Вячеслав Якушкин укоризненно смотрел на друга, пока тот пел знаменитые, строжайше запрещенные цензурой некрасовские строфы, а дождавшись конца, сразу же перевел разговор на другое.
— Как вам показался наш Николай Николаевич? — спросил он у Максутова.
— Признаюсь, господа, — помялся Дмитрий, — я нахожусь в затруднительном положении. Муравьев — человек не простой…
Мартынов присвистнул:
— Сложная штучка, но не настолько, чтобы при некотором уме не разобраться в его мудреном механизме.
Нетерпеливым жестом Якушкин отодвинул от себя тарелку остывших пельменей, надулся.
— Муравьев прекрасно владеет пером… — начал было он.
— А розгой — и того лучше! — съязвил Мартынов, наблюдая исподлобья за другом.
— Он умен, светски образован, — продолжал Якушкин, ожесточаясь.
— Боек, — вторил ему есаул.
Дмитрий решил, что они не впервые спорят об этом. Это чувствовалось по тому, как быстро собрались тучи, как мало потребовалось слов, чтобы атмосфера сделалась напряженной.
— Вздорное, пустое критиканство! — протестовал Якушкин, поматывая непомерно большой, в темно-русых волосах головой. — Образ мыслей Муравьева достаточно хорошо известен. Не он ли один из первых предложил государю упразднить крепостное право?

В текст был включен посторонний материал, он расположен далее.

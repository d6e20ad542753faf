//! Activity-event classification and mapping.
//!
//! The board's raw action feed is narrowed twice before it reaches the
//! report: a date-window filter (strict on both bounds) and a kind filter
//! (only completed-checklist-item transitions, plus comments when the run
//! enables them). Each surviving event is mapped into one [`ReportRow`].

use chrono::{DateTime, Duration, NaiveDate, NaiveDateTime, NaiveTime, Utc};

use crate::types::{Action, ActionKind, CheckItemState, ReportRow};

/// Marker prefixed to completed-item narrative text.
const DONE_MARKER: &str = "✓";

/// Report date window with strict-exclusive bounds on both ends.
///
/// An event qualifies iff `start < timestamp < end`. The bounds sit at
/// midnight UTC so a run produces the same window on any host.
#[derive(Debug, Clone, Copy, PartialEq, Eq)]
pub struct ReportWindow {
    start: NaiveDateTime,
    end: NaiveDateTime,
}

impl ReportWindow {
    /// Builds the window for a run executed on `today`: from `today` minus
    /// `offset_days` (exclusive) up to tomorrow (exclusive), which makes
    /// today's events the freshest ones included.
    #[must_use]
    pub fn ending_today(today: NaiveDate, offset_days: u32) -> Self {
        let start = (today - Duration::days(i64::from(offset_days))).and_time(NaiveTime::MIN);
        let end = (today + Duration::days(1)).and_time(NaiveTime::MIN);
        Self { start, end }
    }

    /// Strict containment check: boundary timestamps are excluded.
    #[must_use]
    pub fn contains(&self, timestamp: DateTime<Utc>) -> bool {
        let t = timestamp.naive_utc();
        self.start < t && t < self.end
    }
}

/// Decides whether an action contributes a report row.
///
/// Checklist-state changes qualify only when the resulting state is
/// complete; marking an item incomplete is not reported. Comments qualify
/// only when enabled for the run. Everything else is dropped.
#[must_use]
pub fn qualifies(action: &Action, include_comments: bool) -> bool {
    match action.kind {
        ActionKind::UpdateCheckItemStateOnCard => action
            .data
            .check_item
            .as_ref()
            .is_some_and(|item| item.state == CheckItemState::Complete),
        ActionKind::CommentCard => include_comments,
        ActionKind::Other => false,
    }
}

/// Maps a qualifying action to a report row.
///
/// `project` is the card's list name resolved at report-generation time (or
/// the [`missing_list_sentinel`] when the lookup failed) and `progress` is
/// the ratio previously computed for the card's todo-summary row, `0.0`
/// when the card was filtered out upstream.
#[must_use]
pub fn map_action(board: &str, action: &Action, project: String, progress: f64) -> ReportRow {
    let done = match action.kind {
        ActionKind::UpdateCheckItemStateOnCard => {
            let name = action
                .data
                .check_item
                .as_ref()
                .map(|item| item.name.as_str())
                .unwrap_or_default();
            format!("{DONE_MARKER} {name}")
        }
        ActionKind::CommentCard => {
            normalize_comment(action.data.text.as_deref().unwrap_or_default())
        }
        ActionKind::Other => String::new(),
    };

    ReportRow {
        board: board.to_string(),
        project,
        item: action.data.card.name.clone(),
        member: action.member_creator.full_name.clone(),
        progress,
        additional_rate: 0.0,
        date: format_date(action.date),
        done,
        todos: String::new(),
    }
}

/// Truncates a timestamp to the 10-character ISO date, `YYYY-MM-DD`.
#[must_use]
pub fn format_date(timestamp: DateTime<Utc>) -> String {
    timestamp.format("%Y-%m-%d").to_string()
}

/// Sentinel project value substituted when a card's list lookup fails.
#[must_use]
pub fn missing_list_sentinel(card_name: &str) -> String {
    format!("no list found ({card_name})")
}

/// Normalizes comment text to start with a `- ` bullet.
fn normalize_comment(text: &str) -> String {
    if text.starts_with("- ") {
        text.to_string()
    } else {
        format!("- {text}")
    }
}

#[cfg(test)]
mod tests {
    use super::*;
    use crate::types::{ActionCard, ActionCheckItem, ActionData, CheckItemState, Member};

    fn ts(s: &str) -> DateTime<Utc> {
        s.parse().unwrap()
    }

    fn completion_action(date: &str, item_state: CheckItemState) -> Action {
        Action {
            id: "a1".to_string(),
            kind: ActionKind::UpdateCheckItemStateOnCard,
            date: ts(date),
            data: ActionData {
                card: ActionCard {
                    id: "c1".to_string(),
                    name: "Design Review".to_string(),
                },
                check_item: Some(ActionCheckItem {
                    name: "collect feedback".to_string(),
                    state: item_state,
                }),
                text: None,
            },
            member_creator: Member {
                full_name: "Dana Kim".to_string(),
            },
        }
    }

    fn comment_action(text: &str) -> Action {
        Action {
            id: "a2".to_string(),
            kind: ActionKind::CommentCard,
            date: ts("2026-08-03T10:30:00Z"),
            data: ActionData {
                card: ActionCard {
                    id: "c1".to_string(),
                    name: "Design Review".to_string(),
                },
                check_item: None,
                text: Some(text.to_string()),
            },
            member_creator: Member {
                full_name: "Dana Kim".to_string(),
            },
        }
    }

    #[test]
    fn window_excludes_both_boundaries() {
        let today = NaiveDate::from_ymd_opt(2026, 8, 8).unwrap();
        let window = ReportWindow::ending_today(today, 7);

        // Exactly on the start bound: excluded.
        assert!(!window.contains(ts("2026-08-01T00:00:00Z")));
        // Exactly on the end bound: excluded.
        assert!(!window.contains(ts("2026-08-09T00:00:00Z")));
        // Just inside either bound: included.
        assert!(window.contains(ts("2026-08-01T00:00:01Z")));
        assert!(window.contains(ts("2026-08-08T23:59:59Z")));
    }

    #[test]
    fn window_includes_today() {
        let today = NaiveDate::from_ymd_opt(2026, 8, 8).unwrap();
        let window = ReportWindow::ending_today(today, 7);

        assert!(window.contains(ts("2026-08-08T12:00:00Z")));
    }

    #[test]
    fn completion_qualifies_only_when_complete() {
        let complete = completion_action("2026-08-03T10:30:00Z", CheckItemState::Complete);
        let incomplete = completion_action("2026-08-03T10:30:00Z", CheckItemState::Incomplete);

        assert!(qualifies(&complete, false));
        assert!(!qualifies(&incomplete, false));
    }

    #[test]
    fn comments_gated_by_run_flag() {
        let comment = comment_action("waiting on legal");

        assert!(qualifies(&comment, true));
        assert!(!qualifies(&comment, false));
    }

    #[test]
    fn unrecognized_kinds_never_qualify() {
        let mut action = comment_action("whatever");
        action.kind = ActionKind::Other;

        assert!(!qualifies(&action, true));
    }

    #[test]
    fn completion_maps_to_checked_done_text() {
        let action = completion_action("2026-08-03T10:30:00Z", CheckItemState::Complete);
        let row = map_action("Projects", &action, "Platform".to_string(), 0.75);

        assert_eq!(row.board, "Projects");
        assert_eq!(row.project, "Platform");
        assert_eq!(row.item, "Design Review");
        assert_eq!(row.member, "Dana Kim");
        assert_eq!(row.progress, 0.75);
        assert_eq!(row.additional_rate, 0.0);
        assert_eq!(row.date, "2026-08-03");
        assert_eq!(row.done, "✓ collect feedback");
        assert_eq!(row.todos, "");
    }

    #[test]
    fn comment_maps_to_bulleted_done_text() {
        let action = comment_action("waiting on legal");
        let row = map_action("Projects", &action, "Platform".to_string(), 0.0);

        assert_eq!(row.done, "- waiting on legal");
    }

    #[test]
    fn comment_already_bulleted_is_untouched() {
        let action = comment_action("- already a bullet");
        let row = map_action("Projects", &action, "Platform".to_string(), 0.0);

        assert_eq!(row.done, "- already a bullet");
    }

    #[test]
    fn date_is_truncated_to_ten_characters() {
        assert_eq!(format_date(ts("2026-08-03T23:59:59Z")), "2026-08-03");
        assert_eq!(format_date(ts("2026-08-03T23:59:59Z")).len(), 10);
    }

    #[test]
    fn sentinel_names_the_card() {
        assert_eq!(
            missing_list_sentinel("Design Review"),
            "no list found (Design Review)"
        );
    }
}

— Узрев в этом экономические выгоды России? — не сдавался есаул. Только выгоды! Если вам угодно знать, Николай Николаевич, не жалующий купцов и откупщиков, по естеству своему первый откупщик и промышленник империи.
— Неправда! — горячился Якушкин. — Он смягчил участь ссыльных, героев четырнадцатого декабря…
— Чтобы Россия аплодировала ему! — гремел Мартынов. — Для того, что ты зовешь смягчением участи, Муравьеву не нужно было пошевелить и мизинцем. А польза велика: нынче его славословят все доверчивые юнцы: "Ах, Муравьев смягчил! Муравьев дозволил!" Полно тебе назад глядеть. Нынче новые времена, и у голубых мундиров[31] заботы не о героях Сенатской площади. Муравьев это отлично понимает.
— Алеша! Алеша! — с болью и сожалением твердил Якушкин, которому недоставало сил бороться со страстной убежденностью Мартынова. — Не приведет это к добру…
— Я не ищу добра для себя, друг мой, — ответил Мартынов мягко.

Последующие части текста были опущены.